> EXERCISE
Where a line of the entries holds the string "refused", copy that line.

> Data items
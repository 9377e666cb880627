mod common;

use bankid::domain::ports::Operation;
use bankid::{EngineSettings, EventKind, OrderId, Submission};
use common::*;
use serde_json::json;
use std::sync::Arc;

const IP: &str = "184.32.45.25";

#[tokio::test(start_paused = true)]
async fn test_unchanged_hint_is_not_repeated() {
    let transport = Arc::new(ScriptedTransport::new());
    transport
        .reply(Operation::Auth, start_ok())
        .reply(Operation::Collect, pending(""))
        .reply(Operation::Collect, pending(""))
        .reply(Operation::Collect, pending(""))
        .reply(Operation::Collect, complete("Karl Karlsson"));
    let (engine, mut events) = engine(transport.clone(), EngineSettings::default());

    let order_id = engine
        .submit(Submission::new(IP).with_order_id("order-1"))
        .await;
    assert_eq!(order_id, OrderId::from("order-1"));

    let seen = events_until_terminal(&mut events, &order_id).await;
    let kinds: Vec<&EventKind> = seen.iter().map(|e| &e.kind).collect();
    assert_eq!(kinds, vec![&EventKind::Sent, &EventKind::Complete]);
    assert_eq!(seen[0].detail, AUTO_START_TOKEN);
    assert_eq!(seen[1].detail, "Karl Karlsson");

    let completion = seen[1].completion.as_ref().unwrap();
    assert_eq!(completion.user.personal_number, "190000000000");
    assert_eq!(completion.device.ip_address, "192.168.0.1");

    assert_eq!(transport.calls_to(Operation::Collect).len(), 4);
    assert_eq!(engine.active_orders().await, 0);
}

#[tokio::test(start_paused = true)]
async fn test_one_event_per_hint_change() {
    let transport = Arc::new(ScriptedTransport::new());
    transport
        .reply(Operation::Auth, start_ok())
        .reply(Operation::Collect, pending("outstandingTransaction"))
        .reply(Operation::Collect, pending("outstandingTransaction"))
        .reply(Operation::Collect, pending("userSign"))
        .reply(Operation::Collect, pending("userSign"))
        .reply(Operation::Collect, complete("Karl Karlsson"));
    let (engine, mut events) = engine(transport, EngineSettings::default());

    let order_id = engine.submit(Submission::new(IP)).await;
    let seen = events_until_terminal(&mut events, &order_id).await;

    let wire: Vec<(String, String)> = seen
        .iter()
        .map(|e| (e.kind.to_string(), e.detail.clone()))
        .collect();
    assert_eq!(
        wire,
        vec![
            ("sent".to_string(), AUTO_START_TOKEN.to_string()),
            ("outstandingTransaction".to_string(), "pending".to_string()),
            ("userSign".to_string(), "pending".to_string()),
            ("complete".to_string(), "Karl Karlsson".to_string()),
        ]
    );
}

#[tokio::test(start_paused = true)]
async fn test_failed_reports_hint() {
    let transport = Arc::new(ScriptedTransport::new());
    transport
        .reply(Operation::Auth, start_ok())
        .reply(Operation::Collect, pending("outstandingTransaction"))
        .reply(Operation::Collect, failed("userCancel"));
    let (engine, mut events) = engine(transport, EngineSettings::default());

    let order_id = engine.submit(Submission::new(IP)).await;
    let seen = events_until_terminal(&mut events, &order_id).await;
    let last = seen.last().unwrap();
    assert_eq!(last.kind, EventKind::Failed);
    assert_eq!(last.detail, "userCancel");
}

#[tokio::test(start_paused = true)]
async fn test_failed_without_hint_falls_back_to_last_seen() {
    let transport = Arc::new(ScriptedTransport::new());
    transport
        .reply(Operation::Auth, start_ok())
        .reply(Operation::Collect, pending("userSign"))
        .reply(Operation::Collect, failed(""));
    let (engine, mut events) = engine(transport, EngineSettings::default());

    let order_id = engine.submit(Submission::new(IP)).await;
    let seen = events_until_terminal(&mut events, &order_id).await;
    assert_eq!(seen.last().unwrap().kind, EventKind::Failed);
    assert_eq!(seen.last().unwrap().detail, "userSign");
}

#[tokio::test(start_paused = true)]
async fn test_unknown_status_is_internal_error() {
    let transport = Arc::new(ScriptedTransport::new());
    transport.reply(Operation::Auth, start_ok()).reply(
        Operation::Collect,
        Reply::Json(200, json!({ "orderRef": ORDER_REF, "status": "exploded" })),
    );
    let (engine, mut events) = engine(transport, EngineSettings::default());

    let order_id = engine.submit(Submission::new(IP)).await;
    let seen = events_until_terminal(&mut events, &order_id).await;
    let last = seen.last().unwrap();
    assert_eq!(last.kind, EventKind::InternalError);
    assert_eq!(last.kind.to_string(), "error");
    assert_eq!(last.detail, "unknown status in response from server");
}

#[tokio::test(start_paused = true)]
async fn test_remote_error_on_start_is_passed_through() {
    let transport = Arc::new(ScriptedTransport::new());
    transport.reply(
        Operation::Auth,
        remote_error(400, "alreadyInProgress", "Order already in progress for pno"),
    );
    let (engine, mut events) = engine(transport.clone(), EngineSettings::default());

    let order_id = engine.submit(Submission::new(IP)).await;
    let seen = events_until_terminal(&mut events, &order_id).await;
    assert_eq!(seen.len(), 1);
    assert_eq!(seen[0].kind, EventKind::Remote("alreadyInProgress".into()));
    assert_eq!(seen[0].kind.to_string(), "alreadyInProgress");
    assert_eq!(seen[0].detail, "Order already in progress for pno");

    assert!(transport.calls_to(Operation::Collect).is_empty());
    assert_eq!(engine.active_orders().await, 0);
}

#[tokio::test(start_paused = true)]
async fn test_unreachable_service_on_start() {
    let transport = Arc::new(ScriptedTransport::new());
    transport.reply(
        Operation::Auth,
        Reply::Unreachable("connection refused".into()),
    );
    let (engine, mut events) = engine(transport, EngineSettings::default());

    let order_id = engine.submit(Submission::new(IP)).await;
    let seen = events_until_terminal(&mut events, &order_id).await;
    assert_eq!(seen.len(), 1);
    assert_eq!(seen[0].kind, EventKind::InternalError);
    assert_eq!(seen[0].detail, "connection refused");
}

#[tokio::test(start_paused = true)]
async fn test_undecodable_start_response() {
    let transport = Arc::new(ScriptedTransport::new());
    transport.reply(Operation::Auth, Reply::Json(200, json!(["not", "an", "object"])));
    let (engine, mut events) = engine(transport, EngineSettings::default());

    let order_id = engine.submit(Submission::new(IP)).await;
    let seen = events_until_terminal(&mut events, &order_id).await;
    assert_eq!(seen[0].kind, EventKind::InternalError);
    assert!(seen[0].detail.starts_with("failed to decode server response"));
}

#[tokio::test(start_paused = true)]
async fn test_remote_error_while_pending() {
    let transport = Arc::new(ScriptedTransport::new());
    transport
        .reply(Operation::Auth, start_ok())
        .reply(Operation::Collect, pending("outstandingTransaction"))
        .reply(
            Operation::Collect,
            remote_error(503, "maintenance", "Service unavailable"),
        );
    let (engine, mut events) = engine(transport, EngineSettings::default());

    let order_id = engine.submit(Submission::new(IP)).await;
    let seen = events_until_terminal(&mut events, &order_id).await;
    assert_eq!(seen.len(), 3);
    assert_eq!(seen[2].kind, EventKind::Remote("maintenance".into()));
    assert_eq!(seen[2].detail, "Service unavailable");
}

#[tokio::test(start_paused = true)]
async fn test_signature_orders_use_sign() {
    let transport = Arc::new(ScriptedTransport::new());
    transport
        .reply(Operation::Sign, start_ok())
        .reply(Operation::Collect, complete("Karl Karlsson"));
    let (engine, mut events) = engine(transport.clone(), EngineSettings::default());

    let order_id = engine
        .submit(Submission::new(IP).with_visible_data("VGV4dCB0byBzaWdu"))
        .await;
    events_until_terminal(&mut events, &order_id).await;

    let calls = transport.calls();
    assert_eq!(calls[0].operation, Operation::Sign);
    assert_eq!(
        calls[0].body,
        json!({ "endUserIp": IP, "userVisibleData": "VGV4dCB0byBzaWdu" })
    );
    assert_eq!(calls[1].operation, Operation::Collect);
    assert_eq!(calls[1].body, json!({ "orderRef": ORDER_REF }));
}

#[tokio::test(start_paused = true)]
async fn test_generated_order_id() {
    let transport = Arc::new(ScriptedTransport::pending_forever());
    transport.reply(Operation::Collect, complete("Karl Karlsson"));
    let (engine, mut events) = engine(transport, EngineSettings::default());

    let first = engine.submit(Submission::new(IP)).await;
    let second = engine.submit(Submission::new(IP).with_order_id("")).await;
    assert_ne!(first, second);
    assert!(!first.as_str().is_empty());
    assert!(!second.as_str().is_empty());

    assert!(events_until_terminal(&mut events, &first).await.last().unwrap().is_terminal());
}

#[tokio::test(start_paused = true)]
async fn test_order_ref_is_known_while_pending() {
    let transport = Arc::new(ScriptedTransport::pending_forever());
    let (engine, mut events) = engine(transport, EngineSettings::default());

    let order_id = engine.submit(Submission::new(IP)).await;
    let sent = next_event(&mut events, &order_id).await;
    assert_eq!(sent.kind, EventKind::Sent);
    assert_eq!(
        engine.order_ref(&order_id).await.unwrap().as_str(),
        ORDER_REF
    );
    assert_eq!(engine.active_orders().await, 1);
}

> FINISHED EXERCISE
        Reply::Unreachable("connection refused".into()),
    assert_eq!(seen[0].detail, "connection refused");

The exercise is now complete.